--- Provided entries Enclosed Below ---

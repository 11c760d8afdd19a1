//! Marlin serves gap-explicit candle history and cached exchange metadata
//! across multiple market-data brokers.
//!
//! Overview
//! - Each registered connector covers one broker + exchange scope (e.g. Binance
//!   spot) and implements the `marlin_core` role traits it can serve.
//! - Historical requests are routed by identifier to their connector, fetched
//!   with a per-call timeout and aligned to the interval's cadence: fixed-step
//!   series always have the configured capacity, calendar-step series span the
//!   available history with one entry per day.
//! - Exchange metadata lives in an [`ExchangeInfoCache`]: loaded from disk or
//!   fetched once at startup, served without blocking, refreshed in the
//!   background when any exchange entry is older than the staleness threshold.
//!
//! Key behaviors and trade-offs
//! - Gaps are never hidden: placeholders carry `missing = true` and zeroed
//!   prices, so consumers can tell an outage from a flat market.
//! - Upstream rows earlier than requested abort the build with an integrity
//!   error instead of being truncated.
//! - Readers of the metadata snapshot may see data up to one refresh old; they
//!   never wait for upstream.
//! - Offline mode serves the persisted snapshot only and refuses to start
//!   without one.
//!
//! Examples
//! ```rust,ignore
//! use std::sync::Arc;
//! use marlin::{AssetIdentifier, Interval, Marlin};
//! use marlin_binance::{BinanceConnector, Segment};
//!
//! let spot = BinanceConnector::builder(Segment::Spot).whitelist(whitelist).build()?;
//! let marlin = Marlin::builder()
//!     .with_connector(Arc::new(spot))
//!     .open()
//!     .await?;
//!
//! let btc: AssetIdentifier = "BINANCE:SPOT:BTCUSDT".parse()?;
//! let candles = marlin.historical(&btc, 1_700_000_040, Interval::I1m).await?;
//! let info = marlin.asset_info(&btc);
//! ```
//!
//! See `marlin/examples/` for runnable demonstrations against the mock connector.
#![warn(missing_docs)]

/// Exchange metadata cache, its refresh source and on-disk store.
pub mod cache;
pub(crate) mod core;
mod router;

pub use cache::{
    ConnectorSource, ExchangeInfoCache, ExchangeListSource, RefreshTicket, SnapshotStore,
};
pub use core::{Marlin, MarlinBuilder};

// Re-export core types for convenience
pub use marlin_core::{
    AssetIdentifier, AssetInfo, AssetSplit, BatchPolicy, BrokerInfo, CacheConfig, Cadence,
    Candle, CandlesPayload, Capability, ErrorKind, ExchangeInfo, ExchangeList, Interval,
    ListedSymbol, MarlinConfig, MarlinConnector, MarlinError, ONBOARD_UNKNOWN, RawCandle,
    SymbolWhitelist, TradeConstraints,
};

--- End of Enclosed Provided entries ---
--- Provided entries Enclosed Below ---

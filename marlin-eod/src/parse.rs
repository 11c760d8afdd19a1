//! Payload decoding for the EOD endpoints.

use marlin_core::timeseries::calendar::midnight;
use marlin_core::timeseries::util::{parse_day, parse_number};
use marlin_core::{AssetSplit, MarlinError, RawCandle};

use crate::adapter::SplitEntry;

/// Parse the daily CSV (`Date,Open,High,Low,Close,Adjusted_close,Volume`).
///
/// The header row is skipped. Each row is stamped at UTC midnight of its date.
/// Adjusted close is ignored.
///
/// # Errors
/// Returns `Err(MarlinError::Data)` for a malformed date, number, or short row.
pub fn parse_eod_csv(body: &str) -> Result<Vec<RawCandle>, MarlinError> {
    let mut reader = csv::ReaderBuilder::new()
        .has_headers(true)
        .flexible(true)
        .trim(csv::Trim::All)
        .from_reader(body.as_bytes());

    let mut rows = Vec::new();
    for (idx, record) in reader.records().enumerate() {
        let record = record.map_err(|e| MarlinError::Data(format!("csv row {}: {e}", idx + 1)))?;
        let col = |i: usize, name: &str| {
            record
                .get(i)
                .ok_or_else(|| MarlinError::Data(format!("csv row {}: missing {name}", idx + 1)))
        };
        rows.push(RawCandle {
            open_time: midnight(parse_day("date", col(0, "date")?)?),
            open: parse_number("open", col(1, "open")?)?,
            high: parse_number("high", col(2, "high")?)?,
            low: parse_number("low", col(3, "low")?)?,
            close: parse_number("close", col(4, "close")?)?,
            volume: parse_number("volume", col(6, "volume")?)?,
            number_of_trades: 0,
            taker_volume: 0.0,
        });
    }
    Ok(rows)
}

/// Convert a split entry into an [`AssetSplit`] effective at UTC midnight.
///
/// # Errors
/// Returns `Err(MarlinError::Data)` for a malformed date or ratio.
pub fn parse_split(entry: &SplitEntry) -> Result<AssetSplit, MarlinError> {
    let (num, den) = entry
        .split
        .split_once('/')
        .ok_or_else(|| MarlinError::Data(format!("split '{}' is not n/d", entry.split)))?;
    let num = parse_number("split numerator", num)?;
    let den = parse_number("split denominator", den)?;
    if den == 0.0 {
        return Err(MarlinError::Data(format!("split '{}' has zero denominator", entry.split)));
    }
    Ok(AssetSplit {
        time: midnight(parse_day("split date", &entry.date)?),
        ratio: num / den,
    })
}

--- End of Enclosed Provided entries ---
--- Provided entries Enclosed Below ---

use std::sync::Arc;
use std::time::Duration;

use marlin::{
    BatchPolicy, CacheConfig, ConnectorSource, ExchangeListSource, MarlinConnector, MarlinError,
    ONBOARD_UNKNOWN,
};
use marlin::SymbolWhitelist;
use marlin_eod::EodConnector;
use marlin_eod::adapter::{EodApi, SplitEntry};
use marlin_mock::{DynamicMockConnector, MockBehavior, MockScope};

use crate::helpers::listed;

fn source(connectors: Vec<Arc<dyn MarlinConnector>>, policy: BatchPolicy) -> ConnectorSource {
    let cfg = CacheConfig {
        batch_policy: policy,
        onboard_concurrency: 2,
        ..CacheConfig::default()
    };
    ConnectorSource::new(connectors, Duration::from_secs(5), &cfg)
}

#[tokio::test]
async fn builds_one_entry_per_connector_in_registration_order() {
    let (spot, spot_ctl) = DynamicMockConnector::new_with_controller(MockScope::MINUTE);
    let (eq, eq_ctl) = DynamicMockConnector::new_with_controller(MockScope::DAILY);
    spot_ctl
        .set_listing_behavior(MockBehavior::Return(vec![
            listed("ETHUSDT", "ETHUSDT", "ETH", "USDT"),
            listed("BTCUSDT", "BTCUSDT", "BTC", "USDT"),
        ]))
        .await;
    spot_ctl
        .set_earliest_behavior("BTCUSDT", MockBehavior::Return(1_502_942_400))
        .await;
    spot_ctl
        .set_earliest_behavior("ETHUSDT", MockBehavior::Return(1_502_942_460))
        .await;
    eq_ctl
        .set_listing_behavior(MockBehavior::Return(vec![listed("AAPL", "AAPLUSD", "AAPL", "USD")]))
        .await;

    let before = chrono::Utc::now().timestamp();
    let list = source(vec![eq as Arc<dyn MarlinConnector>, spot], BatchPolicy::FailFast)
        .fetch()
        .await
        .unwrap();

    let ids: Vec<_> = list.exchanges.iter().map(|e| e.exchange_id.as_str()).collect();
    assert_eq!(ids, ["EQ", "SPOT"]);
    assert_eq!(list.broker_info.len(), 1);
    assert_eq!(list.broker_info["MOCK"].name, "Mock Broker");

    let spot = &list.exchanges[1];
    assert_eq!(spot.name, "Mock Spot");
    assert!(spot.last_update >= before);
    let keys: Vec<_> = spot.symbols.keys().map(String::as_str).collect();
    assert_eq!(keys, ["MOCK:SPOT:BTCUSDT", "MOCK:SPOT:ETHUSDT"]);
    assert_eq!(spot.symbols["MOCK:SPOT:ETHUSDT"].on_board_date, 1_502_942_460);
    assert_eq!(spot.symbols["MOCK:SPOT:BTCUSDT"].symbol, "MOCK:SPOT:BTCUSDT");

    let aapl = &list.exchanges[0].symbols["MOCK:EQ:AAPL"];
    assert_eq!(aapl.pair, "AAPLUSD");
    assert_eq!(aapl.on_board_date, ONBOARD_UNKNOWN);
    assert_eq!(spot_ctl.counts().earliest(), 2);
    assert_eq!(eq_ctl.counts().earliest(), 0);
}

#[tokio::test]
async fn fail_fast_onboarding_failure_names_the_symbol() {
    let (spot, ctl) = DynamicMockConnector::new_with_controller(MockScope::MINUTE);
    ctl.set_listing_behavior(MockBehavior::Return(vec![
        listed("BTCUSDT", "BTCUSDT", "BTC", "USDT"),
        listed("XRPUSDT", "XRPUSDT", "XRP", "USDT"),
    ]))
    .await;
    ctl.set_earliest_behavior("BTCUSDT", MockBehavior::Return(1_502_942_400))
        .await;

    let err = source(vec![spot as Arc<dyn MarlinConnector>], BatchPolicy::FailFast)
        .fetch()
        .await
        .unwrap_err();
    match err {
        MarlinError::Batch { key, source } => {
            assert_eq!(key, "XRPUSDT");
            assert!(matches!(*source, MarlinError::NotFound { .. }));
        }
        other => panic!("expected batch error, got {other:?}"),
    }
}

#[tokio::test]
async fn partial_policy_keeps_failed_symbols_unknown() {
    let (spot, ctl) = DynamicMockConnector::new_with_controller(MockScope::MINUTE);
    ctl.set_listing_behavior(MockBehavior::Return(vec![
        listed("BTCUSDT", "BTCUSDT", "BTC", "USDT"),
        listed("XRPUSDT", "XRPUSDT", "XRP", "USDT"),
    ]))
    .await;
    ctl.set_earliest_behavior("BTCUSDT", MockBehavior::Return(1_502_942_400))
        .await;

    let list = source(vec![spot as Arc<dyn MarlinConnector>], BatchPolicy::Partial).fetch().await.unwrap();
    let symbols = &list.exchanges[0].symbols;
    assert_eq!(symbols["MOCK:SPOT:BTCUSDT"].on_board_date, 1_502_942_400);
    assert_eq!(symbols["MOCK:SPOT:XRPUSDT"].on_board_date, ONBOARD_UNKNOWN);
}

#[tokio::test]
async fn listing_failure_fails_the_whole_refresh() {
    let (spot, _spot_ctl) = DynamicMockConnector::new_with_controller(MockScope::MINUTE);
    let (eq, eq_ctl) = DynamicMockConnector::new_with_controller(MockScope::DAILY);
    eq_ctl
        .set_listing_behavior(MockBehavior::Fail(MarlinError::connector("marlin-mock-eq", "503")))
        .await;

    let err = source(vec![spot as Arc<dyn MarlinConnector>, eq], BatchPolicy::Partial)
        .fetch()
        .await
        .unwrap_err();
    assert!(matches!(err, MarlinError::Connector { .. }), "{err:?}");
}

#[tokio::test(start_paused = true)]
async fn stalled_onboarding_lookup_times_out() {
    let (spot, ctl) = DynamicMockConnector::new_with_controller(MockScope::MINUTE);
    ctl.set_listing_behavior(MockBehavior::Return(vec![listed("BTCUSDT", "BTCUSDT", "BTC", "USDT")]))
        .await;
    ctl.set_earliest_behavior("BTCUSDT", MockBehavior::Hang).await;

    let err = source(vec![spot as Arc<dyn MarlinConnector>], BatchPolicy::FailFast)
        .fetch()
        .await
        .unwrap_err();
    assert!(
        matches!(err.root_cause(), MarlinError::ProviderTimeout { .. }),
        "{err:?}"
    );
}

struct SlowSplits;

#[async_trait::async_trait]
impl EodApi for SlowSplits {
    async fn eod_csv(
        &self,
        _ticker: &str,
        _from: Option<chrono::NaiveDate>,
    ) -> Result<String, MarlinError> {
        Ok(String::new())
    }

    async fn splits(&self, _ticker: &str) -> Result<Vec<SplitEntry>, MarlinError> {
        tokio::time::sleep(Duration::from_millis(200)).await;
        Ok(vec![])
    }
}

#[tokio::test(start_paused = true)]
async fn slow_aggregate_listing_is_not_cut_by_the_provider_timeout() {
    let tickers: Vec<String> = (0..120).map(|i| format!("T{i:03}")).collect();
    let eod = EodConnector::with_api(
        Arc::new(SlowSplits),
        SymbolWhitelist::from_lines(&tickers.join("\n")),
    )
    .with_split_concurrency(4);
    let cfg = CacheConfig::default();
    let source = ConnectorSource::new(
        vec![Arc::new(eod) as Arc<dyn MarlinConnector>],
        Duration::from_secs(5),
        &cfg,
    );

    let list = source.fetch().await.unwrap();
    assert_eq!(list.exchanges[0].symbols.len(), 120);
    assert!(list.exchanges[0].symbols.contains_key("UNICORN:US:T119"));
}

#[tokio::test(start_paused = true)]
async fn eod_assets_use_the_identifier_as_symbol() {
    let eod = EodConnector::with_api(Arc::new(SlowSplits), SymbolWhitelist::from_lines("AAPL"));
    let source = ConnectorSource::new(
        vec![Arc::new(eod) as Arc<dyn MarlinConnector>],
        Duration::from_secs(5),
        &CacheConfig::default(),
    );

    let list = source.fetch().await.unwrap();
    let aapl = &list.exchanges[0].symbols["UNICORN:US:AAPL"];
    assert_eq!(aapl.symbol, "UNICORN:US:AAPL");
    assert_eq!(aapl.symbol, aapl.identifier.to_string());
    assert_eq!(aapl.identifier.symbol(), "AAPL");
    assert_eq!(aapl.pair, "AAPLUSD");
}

--- End of Enclosed Provided entries ---

*Instructions for the task:* How many lines in the entries above include the string "adapter"? Please answer with that number and nothing more.

*Written response:* 2